The idea is, you write each day, and the rhythm carries you, and your control slips a little keeping up, and so here and there, God’s grace appears, and something interesting happens. Maybe.
Advent is the only liturgical season in which I have a consistent and dedicated spiritual practice. It’s hard to talk about, and hard sometimes to even recognize. I don’t know why. I think it’s connected to my pathological willingness to be disappointed, and maybe also to certain threads of optimism I can’t quite seem to destroy. It’s embarrassing how idealistic I am, how Utopian, apocalyptic even (in the sapiential sense). But mostly I’m dreamy and wordy. I think a lot and write a lot but not a lot gets done. Somewhere a child is born in conditions I wouldn’t wish on anyone. Did I say that already? These things don’t happen by accident.
Christmas is my favorite holiday so a season anticipating it always felt appropriate. Christmas is beginning again, but a little recklessly. Hope is a big river whose currents are no joke. Growing up, Christmas was my only experience of abundance – of enough, of more than enough even. There was a spaciousness to Christmas, a generosity. Nobody went without. Food, toys, games, rest, laughter – it was all sufficient. It was a dream but it was a good dream. It was a happy dream. The true self – content, cooperative, communal – broke through like a star and its light touched everything. In Christmastime I was content, not cynical or anxious. Attack and defense were meaningless. Briefly but undeniably the night that never ends, ended.
But I am stumbling this year in Advent. I am forgetting the prayer and forsaking the ritual. I asked to see Jesus, and over the summer I saw Jesus, and sister nothing has been the same ever since. Will he love me if I can only stumble through Advent? What if I ignore Christmas altogether? Why is this so hard still? Part of me wants to be unlovable in order to make others prove their love. It’s a trick I learned a long time ago, a move I’ve gotten regrettably good at. But Jesus doesn’t play that game. He doesn’t love the way you or I love but rather the way God loves. I have failed so often in this life – intentionally and otherwise – and yet here I am happier and freer than I ever dreamed possible. What does this say about God? About Jesus? About us?
I wonder if Advent – seen at last as a season emphasizing renewal and beginning again – has finally put the lie to my pathological fantasy of spiritual purity and religious perfection? I wonder if it’s time to let disappointment go, in favor of . . . what exactly? What is the world if we emphasize process and presence, not perfection? Jesus is clear: the practice of love always reveals the shallowness of our obsession with ideals and standards and rules. Everybody belongs; everybody is welcome. What else could love possibly mean? Of course it’s messy. Of course it’s more like a party than a mass. Have you read the gospels?
Advent is not contingent on a formal practice. You can’t do it wrong. The ritual this year – the prayer, the writing – has proven itself fragile and imperfect. It didn’t work, and I had to let it go. Doing so foregrounds my broken nature but brokenness is not a sin. It’s not a crime against God. You and I can be the beautiful selves we are without polishing up. You and I are no improvement needed. Jesus laughs a lot, in my experience. “You don’t need Advent, you need a hug.”

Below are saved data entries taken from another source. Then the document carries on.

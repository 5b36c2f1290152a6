//! Note operations: create, read, edit, delete, copy, versions, search.

use axum::extract::{Path, Query, State};
use axum::Json;
use serde::{Deserialize, Serialize};

use banyan_core::{
    AccessRepository, AccessToken, ContentSearchRequest, CreateNoteRequest, EditNoteRequest,
    Error, HeaderSelector, NoteHeader, NoteRepository, Tag,
};

use crate::error::ApiResult;
use crate::state::{AppState, Caller};

#[derive(Debug, Deserialize)]
pub struct CreateNoteBody {
    pub file_id: i32,
    #[serde(default)]
    pub archive_id: i32,
    /// 0 (default) creates a base note; otherwise the thread root to
    /// respond to.
    #[serde(default)]
    pub base_header_id: i64,
    pub subject: String,
    pub body: String,
    #[serde(default)]
    pub tag_line: String,
    pub director_message: Option<String>,
}

#[derive(Debug, Deserialize)]
pub struct UpdateNoteBody {
    pub subject: String,
    pub body: String,
    #[serde(default)]
    pub tag_line: String,
    pub director_message: Option<String>,
}

#[derive(Debug, Deserialize)]
pub struct CopyNoteBody {
    pub target_file_id: i32,
    #[serde(default)]
    pub whole_thread: bool,
}

#[derive(Debug, Serialize)]
pub struct NoteView {
    pub header: NoteHeader,
    pub body: String,
    pub tags: Vec<Tag>,
    pub access: AccessToken,
    pub can_edit: bool,
}

#[derive(Debug, Deserialize)]
pub struct VersionQuery {
    #[serde(default)]
    pub archive: i32,
    pub note_ordinal: i32,
    #[serde(default)]
    pub response_ordinal: i32,
}

#[derive(Debug, Deserialize)]
pub struct SearchQuery {
    #[serde(default)]
    pub archive: i32,
    pub text: String,
    #[serde(default)]
    pub case_sensitive: bool,
    #[serde(default)]
    pub whole_words: bool,
}

#[derive(Debug, Deserialize)]
pub struct CountQuery {
    #[serde(default)]
    pub archive: i32,
}

/// POST /notes — create a base note or a response.
pub async fn create_note(
    State(state): State<AppState>,
    caller: Caller,
    Json(body): Json<CreateNoteBody>,
) -> ApiResult<Json<NoteHeader>> {
    let token = state
        .db
        .access
        .resolve(&caller.user_id, body.file_id, body.archive_id)
        .await?;

    let request = CreateNoteRequest {
        file_id: body.file_id,
        archive_id: body.archive_id,
        base_header_id: body.base_header_id,
        subject: body.subject,
        author_id: caller.user_id.clone(),
        author_name: caller.user_id.clone(),
        body: body.body,
        tag_line: body.tag_line,
        director_message: body.director_message,
        link_guid: None,
        ref_id: 0,
        created_at: None,
    };

    let header = if request.base_header_id == 0 {
        if !token.can_write {
            return Err(Error::Forbidden("no write access".to_string()).into());
        }
        state.db.notes.create_base(request).await?
    } else {
        if !token.can_respond && !token.can_write {
            return Err(Error::Forbidden("no respond access".to_string()).into());
        }
        state.db.notes.create_response(request).await?
    };
    Ok(Json(header))
}

/// GET /notes/:id
pub async fn get_note(
    State(state): State<AppState>,
    caller: Caller,
    Path(header_id): Path<i64>,
) -> ApiResult<Json<NoteView>> {
    let header = state.db.notes.get_header(header_id).await?;
    let access = state
        .db
        .access
        .resolve(&caller.user_id, header.file_id, header.archive_id)
        .await?;
    if !caller.is_admin && !access.can_read {
        return Err(Error::Forbidden("no read access".to_string()).into());
    }

    let body = state.db.notes.get_content(header_id).await?.body;
    let tags = state.db.notes.tags_for_header(header_id).await?;
    let can_edit = caller.is_admin || header.author_id == caller.user_id;

    Ok(Json(NoteView {
        header,
        body,
        tags,
        access,
        can_edit,
    }))
}

/// PATCH /notes/:id — author or admin.
pub async fn update_note(
    State(state): State<AppState>,
    caller: Caller,
    Path(header_id): Path<i64>,
    Json(body): Json<UpdateNoteBody>,
) -> ApiResult<Json<NoteHeader>> {
    let header = state.db.notes.get_header(header_id).await?;
    if !caller.is_admin && header.author_id != caller.user_id {
        return Err(Error::Forbidden("only the author or an admin may edit".to_string()).into());
    }

    let updated = state
        .db
        .notes
        .edit(EditNoteRequest {
            header_id,
            subject: body.subject,
            body: body.body,
            tag_line: body.tag_line,
            director_message: body.director_message,
        })
        .await?;
    Ok(Json(updated))
}

/// DELETE /notes/:id — requires the delete/edit capability.
pub async fn delete_note(
    State(state): State<AppState>,
    caller: Caller,
    Path(header_id): Path<i64>,
) -> ApiResult<Json<serde_json::Value>> {
    let header = state.db.notes.get_header(header_id).await?;
    let token = state
        .db
        .access
        .resolve(&caller.user_id, header.file_id, header.archive_id)
        .await?;
    if !caller.is_admin && !token.can_delete_edit {
        return Err(Error::Forbidden("no delete access".to_string()).into());
    }

    state.db.notes.delete(header_id).await?;
    Ok(Json(serde_json::json!({ "deleted": header_id })))
}

/// POST /notes/:id/copy — read on source, write on target.
pub async fn copy_note(
    State(state): State<AppState>,
    caller: Caller,
    Path(header_id): Path<i64>,
    Json(body): Json<CopyNoteBody>,
) -> ApiResult<Json<NoteHeader>> {
    let source = state.db.notes.get_header(header_id).await?;
    let source_token = state
        .db
        .access
        .resolve(&caller.user_id, source.file_id, source.archive_id)
        .await?;
    if !source_token.can_read {
        return Err(Error::Forbidden("no read access on source".to_string()).into());
    }
    let target_token = state
        .db
        .access
        .resolve(&caller.user_id, body.target_file_id, 0)
        .await?;
    if !target_token.can_write {
        return Err(Error::Forbidden("no write access on target".to_string()).into());
    }

    let copied = state
        .db
        .notes
        .copy(
            header_id,
            body.target_file_id,
            body.whole_thread,
            &caller.user_id,
            &caller.user_id,
        )
        .await?;
    Ok(Json(copied))
}

/// GET /files/:id/versions — archived revisions, oldest first.
pub async fn get_versions(
    State(state): State<AppState>,
    caller: Caller,
    Path(file_id): Path<i32>,
    Query(query): Query<VersionQuery>,
) -> ApiResult<Json<Vec<NoteHeader>>> {
    let token = state
        .db
        .access
        .resolve(&caller.user_id, file_id, query.archive)
        .await?;
    if !token.can_read {
        return Err(Error::Forbidden("no read access".to_string()).into());
    }

    let versions = state
        .db
        .notes
        .get_versions(file_id, query.archive, query.note_ordinal, query.response_ordinal)
        .await?;
    Ok(Json(versions))
}

/// GET /files/:id/search — content search.
pub async fn content_search(
    State(state): State<AppState>,
    caller: Caller,
    Path(file_id): Path<i32>,
    Query(query): Query<SearchQuery>,
) -> ApiResult<Json<Vec<NoteHeader>>> {
    let token = state
        .db
        .access
        .resolve(&caller.user_id, file_id, query.archive)
        .await?;
    if !token.can_read {
        return Err(Error::Forbidden("no read access".to_string()).into());
    }

    let hits = state
        .db
        .search
        .search(&ContentSearchRequest {
            file_id,
            archive_id: query.archive,
            text: query.text,
            case_sensitive: query.case_sensitive,
            whole_words: query.whole_words,
        })
        .await?;
    Ok(Json(hits))
}

/// GET /files/:id/count — active base notes.
pub async fn note_count(
    State(state): State<AppState>,
    caller: Caller,
    Path(file_id): Path<i32>,
    Query(query): Query<CountQuery>,
) -> ApiResult<Json<serde_json::Value>> {
    let token = state
        .db
        .access
        .resolve(&caller.user_id, file_id, query.archive)
        .await?;
    if !token.can_read {
        return Err(Error::Forbidden("no read access".to_string()).into());
    }

    let count = state.db.notes.base_note_count(file_id, query.archive).await?;
    Ok(Json(serde_json::json!({ "count": count })))
}

/// GET /files/:id/headers — header listing for a thread or range.
#[derive(Debug, Deserialize)]
pub struct HeadersQuery {
    #[serde(default)]
    pub archive: i32,
    pub note_ordinal: Option<i32>,
    pub response_ordinal: Option<i32>,
    pub min: Option<i32>,
    pub max: Option<i32>,
    #[serde(default)]
    pub bases_only: bool,
}

pub async fn list_headers(
    State(state): State<AppState>,
    caller: Caller,
    Path(file_id): Path<i32>,
    Query(query): Query<HeadersQuery>,
) -> ApiResult<Json<Vec<NoteHeader>>> {
    let token = state
        .db
        .access
        .resolve(&caller.user_id, file_id, query.archive)
        .await?;
    if !token.can_read {
        return Err(Error::Forbidden("no read access".to_string()).into());
    }

    let selector = match (query.note_ordinal, query.response_ordinal) {
        (Some(n), Some(r)) => HeaderSelector::Single {
            note_ordinal: n,
            response_ordinal: r,
        },
        (Some(n), None) => HeaderSelector::Thread { note_ordinal: n },
        (None, _) => match (query.min, query.max) {
            (Some(min), Some(max)) => HeaderSelector::OrdinalRange { min, max },
            _ if query.bases_only => HeaderSelector::BasesOnly,
            _ => HeaderSelector::All,
        },
    };

    let headers = state
        .db
        .notes
        .list_headers(file_id, query.archive, selector)
        .await?;
    Ok(Json(headers))
}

So in Advent this year I lean into the appearance of imperfection and the experience of fragility. It’s scary. I see it – and my fear of it – everywhere. In my heart, in the news, in this craft which is the means by which we connect. And yet somehow the imperfection and fragility – and the fear they beget – are without effect. When I look around I see a world into which the possibility of another way is about to be born yet again. It’s okay to begin! And begin again. The very act of preparing oneself to be born again is fraught and blemished and it’s okay. It’s more than okay. Love is always showing up in that manger, on that cross, on the road to Emmaus, and in an empty tomb we are afraid to approach. Welcome to my heart, which is lit up by your heart.
A few days before Christmas, something in me softens and unclenches and the road ahead clears. There is no separation anywhere. Do you hear what I hear? Do you see what I see? A song, high above the trees and hills, its voice as large as the sea? A sleeping child whose heart is full of goodness and light? Both are given.
Oh another morning writing with coffee, love in attendance. How grateful I am! How sustained this morning by the gift you showed me was mine to accept. Humming and muttering a carol I am learning it is okay to love and be lifted by.